## [Task goal]
After locating the line that contains "if let Err(e)" in the records below, write out exactly that line and each line after it through the one that contains "outcome: &str, duration_secs: f64)", and nothing else.

[Collected data entries]
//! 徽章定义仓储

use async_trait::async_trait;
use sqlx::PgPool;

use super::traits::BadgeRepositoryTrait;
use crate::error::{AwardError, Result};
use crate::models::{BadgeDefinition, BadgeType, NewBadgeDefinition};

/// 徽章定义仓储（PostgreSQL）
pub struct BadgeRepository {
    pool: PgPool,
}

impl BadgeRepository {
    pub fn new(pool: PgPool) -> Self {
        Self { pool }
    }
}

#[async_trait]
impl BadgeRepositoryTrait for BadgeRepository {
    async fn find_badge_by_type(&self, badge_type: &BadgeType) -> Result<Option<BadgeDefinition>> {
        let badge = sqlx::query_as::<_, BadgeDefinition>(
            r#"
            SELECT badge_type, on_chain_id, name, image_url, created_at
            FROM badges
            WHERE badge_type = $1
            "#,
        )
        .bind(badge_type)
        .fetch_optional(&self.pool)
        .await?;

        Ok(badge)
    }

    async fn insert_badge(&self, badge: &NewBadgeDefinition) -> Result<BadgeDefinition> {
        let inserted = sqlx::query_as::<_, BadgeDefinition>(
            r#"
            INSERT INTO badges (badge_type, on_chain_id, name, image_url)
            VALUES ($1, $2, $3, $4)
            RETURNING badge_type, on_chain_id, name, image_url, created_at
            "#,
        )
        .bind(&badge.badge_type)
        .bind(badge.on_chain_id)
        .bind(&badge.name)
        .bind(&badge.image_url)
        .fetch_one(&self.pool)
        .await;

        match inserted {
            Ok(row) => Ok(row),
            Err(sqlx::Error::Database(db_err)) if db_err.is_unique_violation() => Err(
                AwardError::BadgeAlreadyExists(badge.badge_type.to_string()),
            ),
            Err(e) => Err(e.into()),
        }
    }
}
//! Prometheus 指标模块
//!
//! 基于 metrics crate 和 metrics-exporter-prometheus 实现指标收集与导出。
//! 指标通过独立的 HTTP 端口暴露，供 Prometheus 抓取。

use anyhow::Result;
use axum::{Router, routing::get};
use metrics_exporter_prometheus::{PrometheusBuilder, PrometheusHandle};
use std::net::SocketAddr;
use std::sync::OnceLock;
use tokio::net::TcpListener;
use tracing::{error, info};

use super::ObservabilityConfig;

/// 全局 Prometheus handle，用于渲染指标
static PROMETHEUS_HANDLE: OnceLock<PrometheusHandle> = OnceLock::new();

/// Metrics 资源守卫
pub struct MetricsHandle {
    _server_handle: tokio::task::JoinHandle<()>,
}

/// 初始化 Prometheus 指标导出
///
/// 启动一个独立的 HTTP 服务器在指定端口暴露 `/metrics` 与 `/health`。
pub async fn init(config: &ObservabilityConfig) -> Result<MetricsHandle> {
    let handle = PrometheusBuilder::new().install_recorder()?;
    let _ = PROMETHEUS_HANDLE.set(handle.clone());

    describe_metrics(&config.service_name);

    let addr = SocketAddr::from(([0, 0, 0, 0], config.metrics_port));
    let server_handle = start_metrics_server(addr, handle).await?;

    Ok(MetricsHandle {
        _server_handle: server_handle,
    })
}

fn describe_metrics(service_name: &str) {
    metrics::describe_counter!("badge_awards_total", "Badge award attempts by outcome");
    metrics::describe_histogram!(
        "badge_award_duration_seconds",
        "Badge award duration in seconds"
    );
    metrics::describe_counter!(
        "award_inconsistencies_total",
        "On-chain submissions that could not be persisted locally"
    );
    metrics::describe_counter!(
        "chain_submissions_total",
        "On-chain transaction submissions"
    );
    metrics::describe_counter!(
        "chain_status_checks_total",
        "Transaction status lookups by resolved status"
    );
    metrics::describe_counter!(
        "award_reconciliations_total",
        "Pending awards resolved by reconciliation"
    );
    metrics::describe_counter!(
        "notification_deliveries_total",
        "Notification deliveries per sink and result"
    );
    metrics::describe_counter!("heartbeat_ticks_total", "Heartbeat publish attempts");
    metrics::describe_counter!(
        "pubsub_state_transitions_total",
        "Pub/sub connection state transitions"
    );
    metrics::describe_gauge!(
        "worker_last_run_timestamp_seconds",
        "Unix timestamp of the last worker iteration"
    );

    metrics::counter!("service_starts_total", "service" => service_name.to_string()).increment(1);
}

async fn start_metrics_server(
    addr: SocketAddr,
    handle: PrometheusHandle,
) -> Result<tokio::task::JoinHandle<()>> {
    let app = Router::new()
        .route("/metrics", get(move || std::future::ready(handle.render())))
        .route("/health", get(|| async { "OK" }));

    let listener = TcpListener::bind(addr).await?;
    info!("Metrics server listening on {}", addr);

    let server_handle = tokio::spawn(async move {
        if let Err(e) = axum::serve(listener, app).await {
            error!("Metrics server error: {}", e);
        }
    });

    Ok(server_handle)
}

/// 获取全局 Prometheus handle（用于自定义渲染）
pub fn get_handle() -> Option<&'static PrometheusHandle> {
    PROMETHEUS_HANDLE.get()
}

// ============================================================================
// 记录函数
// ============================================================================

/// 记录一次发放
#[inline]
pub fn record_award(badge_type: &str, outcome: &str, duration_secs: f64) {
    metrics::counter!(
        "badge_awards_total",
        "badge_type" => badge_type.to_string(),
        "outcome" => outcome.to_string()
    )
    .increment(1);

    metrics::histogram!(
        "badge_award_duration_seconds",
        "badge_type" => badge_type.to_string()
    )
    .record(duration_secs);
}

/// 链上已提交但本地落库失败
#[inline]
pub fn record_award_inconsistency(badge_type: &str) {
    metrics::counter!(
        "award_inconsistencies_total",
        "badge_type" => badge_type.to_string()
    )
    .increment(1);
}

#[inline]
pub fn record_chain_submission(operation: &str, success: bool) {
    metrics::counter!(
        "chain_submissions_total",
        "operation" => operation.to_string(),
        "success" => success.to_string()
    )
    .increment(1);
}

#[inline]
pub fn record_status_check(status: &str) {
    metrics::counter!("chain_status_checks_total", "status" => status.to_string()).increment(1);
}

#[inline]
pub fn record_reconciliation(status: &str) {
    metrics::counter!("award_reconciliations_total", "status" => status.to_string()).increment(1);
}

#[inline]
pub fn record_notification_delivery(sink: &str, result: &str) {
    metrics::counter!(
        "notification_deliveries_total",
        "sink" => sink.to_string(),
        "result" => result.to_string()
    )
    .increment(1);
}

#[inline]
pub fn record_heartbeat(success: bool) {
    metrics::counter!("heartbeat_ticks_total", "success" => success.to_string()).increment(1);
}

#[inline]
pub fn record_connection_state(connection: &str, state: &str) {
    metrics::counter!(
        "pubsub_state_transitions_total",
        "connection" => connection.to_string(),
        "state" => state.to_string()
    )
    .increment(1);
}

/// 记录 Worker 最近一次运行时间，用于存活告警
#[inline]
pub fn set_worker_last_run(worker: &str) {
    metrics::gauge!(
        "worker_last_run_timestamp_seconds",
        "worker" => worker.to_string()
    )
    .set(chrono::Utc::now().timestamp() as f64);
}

## [Expected answer]
        if let Err(e) = axum::serve(listener, app).await {
            error!("Metrics server error: {}", e);
        }
    });

    Ok(server_handle)
}

/// 获取全局 Prometheus handle（用于自定义渲染）
pub fn get_handle() -> Option<&'static PrometheusHandle> {
    PROMETHEUS_HANDLE.get()
}

// ============================================================================
// 记录函数
// ============================================================================

/// 记录一次发放
#[inline]
pub fn record_award(badge_type: &str, outcome: &str, duration_secs: f64) {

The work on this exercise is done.